Although dentures are made to fit securely, your dentist may recommend using a denture adhesive while you become accustomed to wearing your new denture.

A loose denture, which makes chewing difficult and can change the facial features, may require relining. While a denture adhesive can temporarily aid a loose-fitting denture, prolonged use of adhesives is not recommended. If your denture is loose, have Dr. Van Maren check to see if you need a reline or possibly a soft line.

Like natural teeth, dentures must be properly cared for if they are to last. They are very delicate and may break if dropped even just a few inches onto a hard surface. When handling your dentures, stand over a folded towel or a sink filled with water. When you’re not wearing your dentures, store them away from curious children and pets. (Dogs love to chew on dentures!)

Bay Area Denture and Surgery Center recommends daily brushing to remove food deposits and plaque to help prevent artificial teeth from becoming permanently stained. While it is best to use a brush made specifically for cleaning dentures, a toothbrush with soft bristles also can be used. Avoid hard-bristled brushes that can damage dentures, but it does not replace a thorough daily brushing.

Some denture wearers use hand soap or mild dishwashing liquid, both of which are acceptable for cleaning dentures. Avoid other household cleaners, however, as they may be too abrasive. Dr. Van Maren can recommend a denture cleanser.

To clean your denture, rinse off loose particles. Moisten the brush and apply the cleanser. Gently brush every surface to avoid damage.

Don’t let your custom-made, Bay Area Denture and Surgery Center dentures dry out or they might lose their shape. When you are not wearing them, place your dentures in a denture cleanser-soaking solution or in plain water. Dr. Van Maren can recommend the best method.
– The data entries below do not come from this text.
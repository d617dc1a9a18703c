//! atec-cache
//!
//! Shared key/value cache with thundering-herd-safe read-through, a
//! distributed lease for cross-process mutual exclusion, and a fixed-window
//! rate limiter. Redis in production, an in-process map for tests.

pub mod backend;
pub mod error;
pub mod keeper;
pub mod locker;
pub mod memory;
pub mod rate_limit;
pub mod redis;

pub use error::CacheError;
pub use keeper::{CacheKeeper, CacheLookup, Cached, KeeperSettings};
pub use locker::{Lease, Locker};
pub use rate_limit::{RateDecision, RateLimit, RateLimiter};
Never soak dentures in hot water, which can cause them to warp. Look for denture cleansers that display the American Dental Association Seal of Acceptance, a symbol of safety and effectiveness.
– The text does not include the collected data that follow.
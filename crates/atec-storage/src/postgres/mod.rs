//! PostgreSQL backend.

/// Run `fetch_one` on the transaction when given, else on the pool.
macro_rules! fetch_one_in {
    ($query:expr, $pool:expr, $tx:expr) => {
        match $tx {
            Some(tx) => {
                let conn = $crate::postgres::pg_tx(tx)?;
                $query.fetch_one(&mut **conn).await?
            }
            None => $query.fetch_one($pool).await?,
        }
    };
}
pub(crate) use fetch_one_in;

mod children;
mod packages;
mod results;
mod rows;
mod users;

use std::any::Any;
use std::time::Duration;

use sqlx::postgres::{PgConnectOptions, PgPoolOptions};
use sqlx::{PgPool, Postgres};

use crate::error::StorageError;
use crate::repository::{BoxFuture, Transaction, TxFactory};

/// Pool sizing and per-statement limits.
#[derive(Debug, Clone)]
pub struct PoolSettings {
    pub max_connections: u32,
    pub min_connections: u32,
    pub max_lifetime: Duration,
    pub acquire_timeout: Duration,
    pub statement_timeout: Duration,
}

impl Default for PoolSettings {
    fn default() -> Self {
        Self {
            max_connections: 50,
            min_connections: 5,
            max_lifetime: Duration::from_secs(30 * 60),
            acquire_timeout: Duration::from_secs(10),
            statement_timeout: Duration::from_secs(15),
        }
    }
}

/// All four repositories over one connection pool.
#[derive(Clone)]
pub struct PgStore {
    pool: PgPool,
}

impl PgStore {
    pub fn new(pool: PgPool) -> Self {
        Self { pool }
    }

    pub async fn connect(dsn: &str, settings: &PoolSettings) -> Result<Self, StorageError> {
        let options: PgConnectOptions = dsn
            .parse()
            .map_err(|e: sqlx::Error| StorageError::Internal(format!("invalid dsn: {e}")))?;
        let options = options.options([(
            "statement_timeout",
            settings.statement_timeout.as_millis().to_string(),
        )]);

        let pool = PgPoolOptions::new()
            .max_connections(settings.max_connections)
            .min_connections(settings.min_connections)
            .max_lifetime(settings.max_lifetime)
            .acquire_timeout(settings.acquire_timeout)
            .connect_with(options)
            .await?;

        tracing::info!(
            max_connections = settings.max_connections,
            min_connections = settings.min_connections,
            "connected to postgres"
        );
        Ok(Self { pool })
    }

    pub fn pool(&self) -> &PgPool {
        &self.pool
    }
}

pub struct PgTransaction {
    inner: sqlx::Transaction<'static, Postgres>,
}

impl Transaction for PgTransaction {
    fn commit(self: Box<Self>) -> BoxFuture<'static, Result<(), StorageError>> {
        Box::pin(async move { self.inner.commit().await.map_err(StorageError::from) })
    }

    fn rollback(self: Box<Self>) -> BoxFuture<'static, Result<(), StorageError>> {
        Box::pin(async move { self.inner.rollback().await.map_err(StorageError::from) })
    }

    fn as_any_mut(&mut self) -> &mut dyn Any {
        self
    }
}

impl TxFactory for PgStore {
    fn begin(&self) -> BoxFuture<'_, Result<Box<dyn Transaction>, StorageError>> {
        Box::pin(async move {
            let inner = self.pool.begin().await?;
            Ok(Box::new(PgTransaction { inner }) as Box<dyn Transaction>)
        })
    }
}

/// The sqlx transaction behind a handle, or an error when the handle came
/// from another backend.
fn pg_tx<'a>(tx: &'a mut dyn Transaction) -> Result<&'a mut sqlx::Transaction<'static, Postgres>, StorageError> {
    tx.as_any_mut()
        .downcast_mut::<PgTransaction>()
        .map(|t| &mut t.inner)
        .ok_or_else(|| StorageError::Internal("transaction handle belongs to another backend".to_string()))
}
See Dr. Van Maren Should your dentures break, crack, or chip, or if any of the teeth become loose; Dr. Van Maren has the proper training to enable him to reconstruct, adjust, or repair your dentures. Don’t be tempted to adjust or repair them yourself. This can increase damage to the denture and may cause oral health problems. Over-the-counter glues should not be used to repair damaged dentures. Not only do they often contain harmful chemicals-they also are ineffective for repairing your dentures.
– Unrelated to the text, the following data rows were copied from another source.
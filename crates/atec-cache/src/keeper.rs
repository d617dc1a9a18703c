//! Read-through cache with a lease-guarded miss path.
//!
//! On a miss exactly one caller per key wins the lease and is expected to
//! load, store, and release. Everyone else polls until the lease is gone and
//! then reads the fresh value, or takes the lease themselves if the winner
//! stored nothing.

use std::sync::Arc;
use std::time::Duration;

use rand::Rng;
use serde::Serialize;
use serde::de::DeserializeOwned;
use tokio::time::Instant;

use crate::backend::CacheBackend;
use crate::error::CacheError;
use crate::locker::{Lease, Locker};

/// Sentinel stored to remember that a key has no backing record.
pub const NIL_VALUE: &str = "NIL";

#[derive(Debug, Clone)]
pub struct KeeperSettings {
    pub wait_budget: Duration,
    pub min_backoff: Duration,
    pub max_backoff: Duration,
    pub nil_ttl: Duration,
}

impl Default for KeeperSettings {
    fn default() -> Self {
        Self {
            wait_budget: Duration::from_secs(15),
            min_backoff: Duration::from_millis(20),
            max_backoff: Duration::from_millis(200),
            nil_ttl: Duration::from_secs(60),
        }
    }
}

/// Plain lookup outcome.
#[derive(Debug, Clone, PartialEq, Eq)]
pub enum Cached {
    Hit(String),
    /// The key holds the NIL sentinel.
    Nil,
    Miss,
}

/// Outcome of [`CacheKeeper::get_or_lock`].
#[derive(Debug)]
pub enum CacheLookup {
    Hit(String),
    Nil,
    /// Caller owns the lease and must populate the key, then release.
    Leased(Lease),
}

#[derive(Clone)]
pub struct CacheKeeper {
    backend: Arc<dyn CacheBackend>,
    locker: Locker,
    settings: KeeperSettings,
}

impl CacheKeeper {
    pub fn new(backend: Arc<dyn CacheBackend>, locker: Locker) -> Self {
        Self {
            backend,
            locker,
            settings: KeeperSettings::default(),
        }
    }

    pub fn with_settings(mut self, settings: KeeperSettings) -> Self {
        self.settings = settings;
        self
    }

    pub fn locker(&self) -> &Locker {
        &self.locker
    }

    pub async fn get(&self, key: &str) -> Result<Cached, CacheError> {
        Ok(match self.backend.get(key).await? {
            None => Cached::Miss,
            Some(v) if v == NIL_VALUE => Cached::Nil,
            Some(v) => Cached::Hit(v),
        })
    }

    pub async fn get_json<T: DeserializeOwned>(&self, key: &str) -> Result<Option<T>, CacheError> {
        match self.get(key).await? {
            Cached::Hit(raw) => Ok(Some(serde_json::from_str(&raw)?)),
            Cached::Nil | Cached::Miss => Ok(None),
        }
    }

    pub async fn set(&self, key: &str, value: &str, ttl: Duration) -> Result<(), CacheError> {
        self.backend.set(key, value, ttl).await
    }

    pub async fn set_json<T: Serialize + ?Sized>(&self, key: &str, value: &T, ttl: Duration) -> Result<(), CacheError> {
        let raw = serde_json::to_string(value)?;
        self.backend.set(key, &raw, ttl).await
    }

    /// Store the NIL sentinel, with the configured default TTL unless given.
    pub async fn set_nil(&self, key: &str, ttl: Option<Duration>) -> Result<(), CacheError> {
        let ttl = ttl.unwrap_or(self.settings.nil_ttl);
        self.backend.set(key, NIL_VALUE, ttl).await
    }

    pub async fn del(&self, key: &str) -> Result<(), CacheError> {
        self.backend.del(key).await
    }

    /// Claim the write lease for `key` without touching the cached value.
    pub async fn acquire_lock(&self, key: &str) -> Result<Lease, CacheError> {
        self.locker.try_acquire(key).await
    }

    pub async fn get_or_lock(&self, key: &str) -> Result<CacheLookup, CacheError> {
        match self.get(key).await? {
            Cached::Hit(v) => return Ok(CacheLookup::Hit(v)),
            Cached::Nil => return Ok(CacheLookup::Nil),
            Cached::Miss => {}
        }

        if let Some(lookup) = self.claim_or_reread(key).await? {
            return Ok(lookup);
        }

        let deadline = Instant::now() + self.settings.wait_budget;
        let mut attempt: u32 = 0;

        loop {
            if Instant::now() >= deadline {
                return Err(CacheError::LockWaitTooLong { key: key.to_string() });
            }

            tokio::time::sleep(self.backoff(attempt)).await;
            attempt = attempt.saturating_add(1);

            match self.locker.is_held(key).await {
                Ok(true) => continue,
                Ok(false) => {}
                Err(e) => {
                    tracing::warn!(error = %e, key, "failed to check lease, retrying");
                    continue;
                }
            }

            match self.get(key).await? {
                Cached::Hit(v) => return Ok(CacheLookup::Hit(v)),
                Cached::Nil => return Ok(CacheLookup::Nil),
                Cached::Miss => {}
            }

            if let Some(lookup) = self.claim_or_reread(key).await? {
                return Ok(lookup);
            }
            tracing::debug!(key, "lease still contended, retrying");
        }
    }

    /// Take the lease and re-check the cache under it. `None` when someone
    /// else holds the lease.
    async fn claim_or_reread(&self, key: &str) -> Result<Option<CacheLookup>, CacheError> {
        let lease = match self.locker.try_acquire(key).await {
            Ok(lease) => lease,
            Err(CacheError::LockNotAcquired { .. }) => return Ok(None),
            Err(e) => return Err(e),
        };

        let cached = match self.get(key).await {
            Ok(cached) => cached,
            Err(e) => {
                lease.release().await?;
                return Err(e);
            }
        };

        match cached {
            Cached::Miss => Ok(Some(CacheLookup::Leased(lease))),
            Cached::Hit(v) => {
                lease.release().await?;
                Ok(Some(CacheLookup::Hit(v)))
            }
            Cached::Nil => {
                lease.release().await?;
                Ok(Some(CacheLookup::Nil))
            }
        }
    }

    /// Exponential backoff between min and max with full jitter on top of min.
    fn backoff(&self, attempt: u32) -> Duration {
        let min = self.settings.min_backoff;
        let max = self.settings.max_backoff.max(min);
        let ceiling = min.saturating_mul(1u32 << attempt.min(16)).min(max);
        if ceiling <= min {
            return min;
        }
        let spread = (ceiling - min).as_millis() as u64;
        min + Duration::from_millis(rand::thread_rng().gen_range(0..=spread))
    }
}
Your dentures eventually may need either relining, rebasing, or replacing due to normal wear. Denture relining involves adding new material to the underside of the denture base to conform to your gums. In rebasing, a new base is made using the existing denture as a model and attaching the artificial teeth from the original denture. In some instances, worn artificial teeth are replaced with new ones. The mouth changes naturally with age, and this means that your dentures will need to be remade at varying intervals determined by your dentist. Your jaws may also align differently as bones and gum ridges recede and shrink. Shrinking ridges may result in dentures that do not fit securely. It is important to replace worn or poorly fitting dentures before they cause problems.

Even if you wear full dentures, you still must take good care of your mouth. Brush your gums, tongue, and palate every morning with a soft-bristled brush before you insert your dentures. This stimulates circulation in your tissues and helps remove plaque. Selecting a balanced diet for proper nutrition also is important for maintaining a healthy mouth.

Dental Appointments

Even after you have lost your teeth, you must continue to see Dr. Van Maren. Your mouth and oral tissues are subject to potentially serious diseases and should be examined on a routine basis. During your visit, Dr. Van Maren will look for signs of oral disease such as cancer, check the fit of your dentures, and check your mini-implants for any necessary o-ring maintenance.

You can wear your new dentures with a smile if you have a positive attitude, a balanced diet, are persistent in practicing how you speak and eat, and continue to see Dr. Van Maren regularly. The American Dental Association recommends regular maintenance of your denture with a reline every 12 to 18 months to extend the life of your new denture.